[WORK REQUEST]
Restate word for word the line containing "The Lagrange coefficient" and all remaining lines of the entries below.

Collected data
::::

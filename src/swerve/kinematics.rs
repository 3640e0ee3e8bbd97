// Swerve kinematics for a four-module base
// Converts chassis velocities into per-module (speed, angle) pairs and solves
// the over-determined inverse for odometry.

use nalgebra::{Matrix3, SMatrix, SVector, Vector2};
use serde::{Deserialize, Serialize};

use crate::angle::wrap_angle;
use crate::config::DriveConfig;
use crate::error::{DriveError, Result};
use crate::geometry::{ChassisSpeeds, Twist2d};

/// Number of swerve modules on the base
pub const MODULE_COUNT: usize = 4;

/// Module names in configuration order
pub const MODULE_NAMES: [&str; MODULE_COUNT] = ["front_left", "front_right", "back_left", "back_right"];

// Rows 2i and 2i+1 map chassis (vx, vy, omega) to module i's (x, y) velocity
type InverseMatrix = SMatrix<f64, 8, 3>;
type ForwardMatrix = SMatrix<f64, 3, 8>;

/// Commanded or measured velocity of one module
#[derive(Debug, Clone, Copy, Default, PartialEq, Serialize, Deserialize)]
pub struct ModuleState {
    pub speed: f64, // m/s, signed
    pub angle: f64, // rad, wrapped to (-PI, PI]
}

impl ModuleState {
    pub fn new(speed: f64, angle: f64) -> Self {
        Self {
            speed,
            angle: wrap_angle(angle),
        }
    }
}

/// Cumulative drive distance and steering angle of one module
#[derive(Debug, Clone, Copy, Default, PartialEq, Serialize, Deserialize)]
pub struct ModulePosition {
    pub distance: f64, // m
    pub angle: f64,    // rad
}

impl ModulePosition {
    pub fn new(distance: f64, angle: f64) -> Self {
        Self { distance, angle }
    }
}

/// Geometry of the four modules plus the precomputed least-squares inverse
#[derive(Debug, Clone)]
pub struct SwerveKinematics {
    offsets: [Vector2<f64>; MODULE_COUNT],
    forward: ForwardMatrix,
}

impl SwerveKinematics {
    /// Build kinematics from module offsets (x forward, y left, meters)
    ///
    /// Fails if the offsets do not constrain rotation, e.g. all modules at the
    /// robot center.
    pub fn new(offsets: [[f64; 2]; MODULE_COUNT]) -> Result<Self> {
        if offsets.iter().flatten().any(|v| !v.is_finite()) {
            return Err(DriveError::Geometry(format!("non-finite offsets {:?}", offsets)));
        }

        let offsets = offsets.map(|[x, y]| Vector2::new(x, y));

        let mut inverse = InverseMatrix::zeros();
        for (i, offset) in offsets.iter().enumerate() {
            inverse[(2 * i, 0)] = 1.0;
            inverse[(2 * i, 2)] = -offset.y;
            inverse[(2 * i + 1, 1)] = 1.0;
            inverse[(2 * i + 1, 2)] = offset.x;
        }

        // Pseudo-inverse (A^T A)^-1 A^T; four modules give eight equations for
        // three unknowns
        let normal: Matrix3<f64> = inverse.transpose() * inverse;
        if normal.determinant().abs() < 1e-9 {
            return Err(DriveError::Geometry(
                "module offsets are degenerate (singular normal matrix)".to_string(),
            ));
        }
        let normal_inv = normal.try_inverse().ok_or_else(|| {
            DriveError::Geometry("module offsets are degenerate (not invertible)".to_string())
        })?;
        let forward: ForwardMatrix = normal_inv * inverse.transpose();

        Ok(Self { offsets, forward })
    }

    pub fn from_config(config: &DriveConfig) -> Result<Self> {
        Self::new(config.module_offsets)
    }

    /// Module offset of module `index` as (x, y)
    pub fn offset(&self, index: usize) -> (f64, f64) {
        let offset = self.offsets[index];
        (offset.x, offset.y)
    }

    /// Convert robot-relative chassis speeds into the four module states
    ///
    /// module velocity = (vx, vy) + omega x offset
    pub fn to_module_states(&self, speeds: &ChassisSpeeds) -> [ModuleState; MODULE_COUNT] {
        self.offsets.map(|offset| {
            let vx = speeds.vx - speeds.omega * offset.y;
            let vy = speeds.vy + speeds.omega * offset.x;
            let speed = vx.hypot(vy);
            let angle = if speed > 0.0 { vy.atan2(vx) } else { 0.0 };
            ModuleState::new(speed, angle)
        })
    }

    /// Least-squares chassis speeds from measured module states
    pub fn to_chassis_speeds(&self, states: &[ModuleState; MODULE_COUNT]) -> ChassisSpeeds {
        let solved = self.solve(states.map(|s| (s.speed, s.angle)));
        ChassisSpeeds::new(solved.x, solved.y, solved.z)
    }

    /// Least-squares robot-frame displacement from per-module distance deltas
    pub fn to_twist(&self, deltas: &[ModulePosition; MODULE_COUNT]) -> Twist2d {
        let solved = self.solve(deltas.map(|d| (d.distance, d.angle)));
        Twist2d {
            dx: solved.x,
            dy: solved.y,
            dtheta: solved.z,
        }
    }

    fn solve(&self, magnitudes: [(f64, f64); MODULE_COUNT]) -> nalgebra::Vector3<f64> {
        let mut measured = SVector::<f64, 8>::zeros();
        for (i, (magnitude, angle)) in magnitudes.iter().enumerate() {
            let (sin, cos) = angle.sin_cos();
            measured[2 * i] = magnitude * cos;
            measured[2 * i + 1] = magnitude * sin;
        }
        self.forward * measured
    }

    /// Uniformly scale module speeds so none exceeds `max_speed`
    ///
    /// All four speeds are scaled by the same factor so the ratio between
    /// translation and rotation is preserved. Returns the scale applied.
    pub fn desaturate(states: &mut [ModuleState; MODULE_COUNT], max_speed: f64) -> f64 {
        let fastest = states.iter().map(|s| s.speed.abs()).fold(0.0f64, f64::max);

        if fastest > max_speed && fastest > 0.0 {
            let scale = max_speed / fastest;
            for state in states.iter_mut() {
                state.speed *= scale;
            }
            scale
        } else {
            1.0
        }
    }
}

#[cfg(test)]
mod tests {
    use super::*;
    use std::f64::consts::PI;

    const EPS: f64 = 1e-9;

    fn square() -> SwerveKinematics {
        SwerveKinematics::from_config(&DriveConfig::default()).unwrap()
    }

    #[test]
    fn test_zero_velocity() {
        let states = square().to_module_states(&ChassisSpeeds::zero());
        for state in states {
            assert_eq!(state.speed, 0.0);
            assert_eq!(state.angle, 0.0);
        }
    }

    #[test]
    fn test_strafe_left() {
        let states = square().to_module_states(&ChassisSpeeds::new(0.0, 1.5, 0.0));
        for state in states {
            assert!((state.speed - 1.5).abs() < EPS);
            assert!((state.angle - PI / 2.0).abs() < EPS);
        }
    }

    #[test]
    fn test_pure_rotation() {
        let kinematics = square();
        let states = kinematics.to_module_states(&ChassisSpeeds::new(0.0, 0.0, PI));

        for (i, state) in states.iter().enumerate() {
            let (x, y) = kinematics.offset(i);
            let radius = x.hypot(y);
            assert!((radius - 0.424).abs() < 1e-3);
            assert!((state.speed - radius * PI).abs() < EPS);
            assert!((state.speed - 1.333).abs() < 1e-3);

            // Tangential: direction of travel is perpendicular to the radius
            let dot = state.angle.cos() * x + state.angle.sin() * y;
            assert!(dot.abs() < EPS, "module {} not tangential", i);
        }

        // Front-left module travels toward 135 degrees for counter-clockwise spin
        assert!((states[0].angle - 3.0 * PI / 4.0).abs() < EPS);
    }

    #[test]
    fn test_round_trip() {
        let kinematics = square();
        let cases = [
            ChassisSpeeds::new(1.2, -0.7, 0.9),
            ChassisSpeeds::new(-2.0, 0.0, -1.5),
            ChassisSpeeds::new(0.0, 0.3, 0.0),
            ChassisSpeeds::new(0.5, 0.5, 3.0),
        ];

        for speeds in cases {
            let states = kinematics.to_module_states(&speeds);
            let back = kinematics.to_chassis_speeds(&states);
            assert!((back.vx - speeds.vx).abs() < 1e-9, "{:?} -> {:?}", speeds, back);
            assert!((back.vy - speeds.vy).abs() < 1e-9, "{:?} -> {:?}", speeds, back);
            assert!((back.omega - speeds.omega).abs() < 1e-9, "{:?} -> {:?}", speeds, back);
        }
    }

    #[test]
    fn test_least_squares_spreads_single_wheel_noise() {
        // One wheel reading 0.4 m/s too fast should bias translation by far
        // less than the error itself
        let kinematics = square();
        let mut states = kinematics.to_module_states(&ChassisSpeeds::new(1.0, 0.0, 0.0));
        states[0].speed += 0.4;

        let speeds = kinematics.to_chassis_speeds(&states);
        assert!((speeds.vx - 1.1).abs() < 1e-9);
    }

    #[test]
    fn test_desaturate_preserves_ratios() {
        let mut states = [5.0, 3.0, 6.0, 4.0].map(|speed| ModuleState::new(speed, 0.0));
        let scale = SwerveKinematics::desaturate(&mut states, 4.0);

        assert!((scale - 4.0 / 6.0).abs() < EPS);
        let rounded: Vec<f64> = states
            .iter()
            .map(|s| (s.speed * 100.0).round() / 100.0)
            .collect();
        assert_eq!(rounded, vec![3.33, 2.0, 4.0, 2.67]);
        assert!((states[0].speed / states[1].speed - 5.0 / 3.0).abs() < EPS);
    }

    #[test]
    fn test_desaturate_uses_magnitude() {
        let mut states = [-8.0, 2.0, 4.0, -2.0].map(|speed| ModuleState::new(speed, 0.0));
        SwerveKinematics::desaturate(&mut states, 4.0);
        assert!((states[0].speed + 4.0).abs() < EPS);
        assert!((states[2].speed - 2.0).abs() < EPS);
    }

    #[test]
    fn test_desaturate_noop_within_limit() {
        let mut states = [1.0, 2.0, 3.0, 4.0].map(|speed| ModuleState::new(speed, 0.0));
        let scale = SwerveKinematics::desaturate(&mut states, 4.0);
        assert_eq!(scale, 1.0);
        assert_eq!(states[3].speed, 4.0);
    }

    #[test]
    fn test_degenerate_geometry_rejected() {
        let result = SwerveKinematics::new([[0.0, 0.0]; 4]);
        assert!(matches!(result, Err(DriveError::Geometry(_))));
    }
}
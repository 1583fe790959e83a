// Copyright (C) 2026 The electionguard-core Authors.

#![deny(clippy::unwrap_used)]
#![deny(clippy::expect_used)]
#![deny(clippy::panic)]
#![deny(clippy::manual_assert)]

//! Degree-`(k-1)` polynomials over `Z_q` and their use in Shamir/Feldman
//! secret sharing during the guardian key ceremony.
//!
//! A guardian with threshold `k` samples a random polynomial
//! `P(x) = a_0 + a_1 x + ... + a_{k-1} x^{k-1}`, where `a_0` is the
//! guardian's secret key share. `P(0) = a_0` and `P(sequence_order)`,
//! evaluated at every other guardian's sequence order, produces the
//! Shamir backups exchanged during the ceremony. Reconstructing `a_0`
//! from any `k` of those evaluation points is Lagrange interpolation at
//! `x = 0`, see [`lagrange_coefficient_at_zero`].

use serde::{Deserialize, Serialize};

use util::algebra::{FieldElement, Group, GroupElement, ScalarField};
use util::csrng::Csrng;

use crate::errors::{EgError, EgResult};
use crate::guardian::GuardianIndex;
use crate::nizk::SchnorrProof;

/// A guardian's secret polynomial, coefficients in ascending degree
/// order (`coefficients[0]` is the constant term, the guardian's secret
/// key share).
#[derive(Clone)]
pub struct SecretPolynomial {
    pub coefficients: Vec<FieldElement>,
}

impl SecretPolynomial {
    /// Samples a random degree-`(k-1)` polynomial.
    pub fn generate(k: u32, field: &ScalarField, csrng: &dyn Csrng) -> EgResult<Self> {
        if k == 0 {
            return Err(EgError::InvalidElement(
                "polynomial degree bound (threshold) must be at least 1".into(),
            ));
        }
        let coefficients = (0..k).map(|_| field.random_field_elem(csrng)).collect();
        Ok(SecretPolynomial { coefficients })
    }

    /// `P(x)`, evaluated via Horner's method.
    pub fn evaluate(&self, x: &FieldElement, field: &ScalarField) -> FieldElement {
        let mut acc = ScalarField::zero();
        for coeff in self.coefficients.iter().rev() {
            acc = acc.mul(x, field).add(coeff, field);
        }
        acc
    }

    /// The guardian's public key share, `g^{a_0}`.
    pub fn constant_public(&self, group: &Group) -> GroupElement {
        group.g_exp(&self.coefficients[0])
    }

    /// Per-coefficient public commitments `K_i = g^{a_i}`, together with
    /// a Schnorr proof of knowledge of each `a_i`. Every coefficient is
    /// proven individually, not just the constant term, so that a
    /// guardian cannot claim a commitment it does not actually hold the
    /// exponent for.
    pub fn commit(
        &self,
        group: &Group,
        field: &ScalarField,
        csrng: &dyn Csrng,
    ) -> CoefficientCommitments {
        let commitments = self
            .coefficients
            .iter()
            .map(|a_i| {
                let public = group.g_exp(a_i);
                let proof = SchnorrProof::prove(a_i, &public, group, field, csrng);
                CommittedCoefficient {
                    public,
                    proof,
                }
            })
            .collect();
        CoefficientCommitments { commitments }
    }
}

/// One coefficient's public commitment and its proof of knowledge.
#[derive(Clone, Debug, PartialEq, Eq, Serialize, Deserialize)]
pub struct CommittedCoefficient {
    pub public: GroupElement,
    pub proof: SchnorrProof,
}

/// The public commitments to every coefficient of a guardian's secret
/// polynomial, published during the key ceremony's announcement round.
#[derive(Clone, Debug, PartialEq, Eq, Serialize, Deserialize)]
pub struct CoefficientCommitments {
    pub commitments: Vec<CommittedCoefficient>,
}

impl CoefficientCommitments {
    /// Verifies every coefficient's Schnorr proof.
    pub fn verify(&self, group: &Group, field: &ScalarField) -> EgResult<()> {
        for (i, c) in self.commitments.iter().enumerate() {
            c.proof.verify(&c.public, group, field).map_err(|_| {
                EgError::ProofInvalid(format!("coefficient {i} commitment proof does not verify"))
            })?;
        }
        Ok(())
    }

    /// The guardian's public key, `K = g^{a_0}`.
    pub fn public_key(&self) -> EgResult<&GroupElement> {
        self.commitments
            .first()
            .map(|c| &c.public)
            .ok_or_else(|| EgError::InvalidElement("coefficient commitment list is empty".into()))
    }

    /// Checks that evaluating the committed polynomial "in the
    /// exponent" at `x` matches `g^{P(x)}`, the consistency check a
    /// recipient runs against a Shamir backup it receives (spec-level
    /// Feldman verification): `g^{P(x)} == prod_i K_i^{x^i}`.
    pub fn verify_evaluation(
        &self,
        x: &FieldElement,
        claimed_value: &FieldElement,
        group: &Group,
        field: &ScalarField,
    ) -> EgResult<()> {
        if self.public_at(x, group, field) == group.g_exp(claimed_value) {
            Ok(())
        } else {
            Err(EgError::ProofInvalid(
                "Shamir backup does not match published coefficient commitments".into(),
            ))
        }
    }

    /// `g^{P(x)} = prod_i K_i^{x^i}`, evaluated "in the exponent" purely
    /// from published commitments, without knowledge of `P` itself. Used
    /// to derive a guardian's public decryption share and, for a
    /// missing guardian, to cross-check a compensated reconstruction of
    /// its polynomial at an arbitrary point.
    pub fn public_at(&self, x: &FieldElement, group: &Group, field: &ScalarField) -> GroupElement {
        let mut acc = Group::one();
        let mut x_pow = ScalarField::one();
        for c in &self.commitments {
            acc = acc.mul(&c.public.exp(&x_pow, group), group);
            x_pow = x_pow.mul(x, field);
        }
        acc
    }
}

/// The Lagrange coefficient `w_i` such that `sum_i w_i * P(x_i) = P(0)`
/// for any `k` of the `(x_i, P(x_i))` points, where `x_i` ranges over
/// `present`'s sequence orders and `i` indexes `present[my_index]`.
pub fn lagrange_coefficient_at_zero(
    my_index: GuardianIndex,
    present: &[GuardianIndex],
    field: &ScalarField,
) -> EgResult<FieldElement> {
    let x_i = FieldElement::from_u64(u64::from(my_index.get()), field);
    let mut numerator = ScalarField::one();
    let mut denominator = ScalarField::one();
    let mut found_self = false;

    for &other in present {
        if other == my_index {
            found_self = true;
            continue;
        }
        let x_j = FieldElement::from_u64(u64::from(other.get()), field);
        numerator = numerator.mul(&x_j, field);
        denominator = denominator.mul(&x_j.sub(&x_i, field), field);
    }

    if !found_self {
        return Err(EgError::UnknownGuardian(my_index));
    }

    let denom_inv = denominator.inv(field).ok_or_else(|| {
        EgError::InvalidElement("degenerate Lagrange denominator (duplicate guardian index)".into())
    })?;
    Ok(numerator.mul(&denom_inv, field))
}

::::

[OUTPUT OF THE EXERCISE]
/// The Lagrange coefficient `w_i` such that `sum_i w_i * P(x_i) = P(0)`
/// for any `k` of the `(x_i, P(x_i))` points, where `x_i` ranges over
/// `present`'s sequence orders and `i` indexes `present[my_index]`.
pub fn lagrange_coefficient_at_zero(
    my_index: GuardianIndex,
    present: &[GuardianIndex],
    field: &ScalarField,
) -> EgResult<FieldElement> {
    let x_i = FieldElement::from_u64(u64::from(my_index.get()), field);
    let mut numerator = ScalarField::one();
    let mut denominator = ScalarField::one();
    let mut found_self = false;

    for &other in present {
        if other == my_index {
            found_self = true;
            continue;
        }
        let x_j = FieldElement::from_u64(u64::from(other.get()), field);
        numerator = numerator.mul(&x_j, field);
        denominator = denominator.mul(&x_j.sub(&x_i, field), field);
    }

    if !found_self {
        return Err(EgError::UnknownGuardian(my_index));
    }

    let denom_inv = denominator.inv(field).ok_or_else(|| {
        EgError::InvalidElement("degenerate Lagrange denominator (duplicate guardian index)".into())
    })?;
    Ok(numerator.mul(&denom_inv, field))
}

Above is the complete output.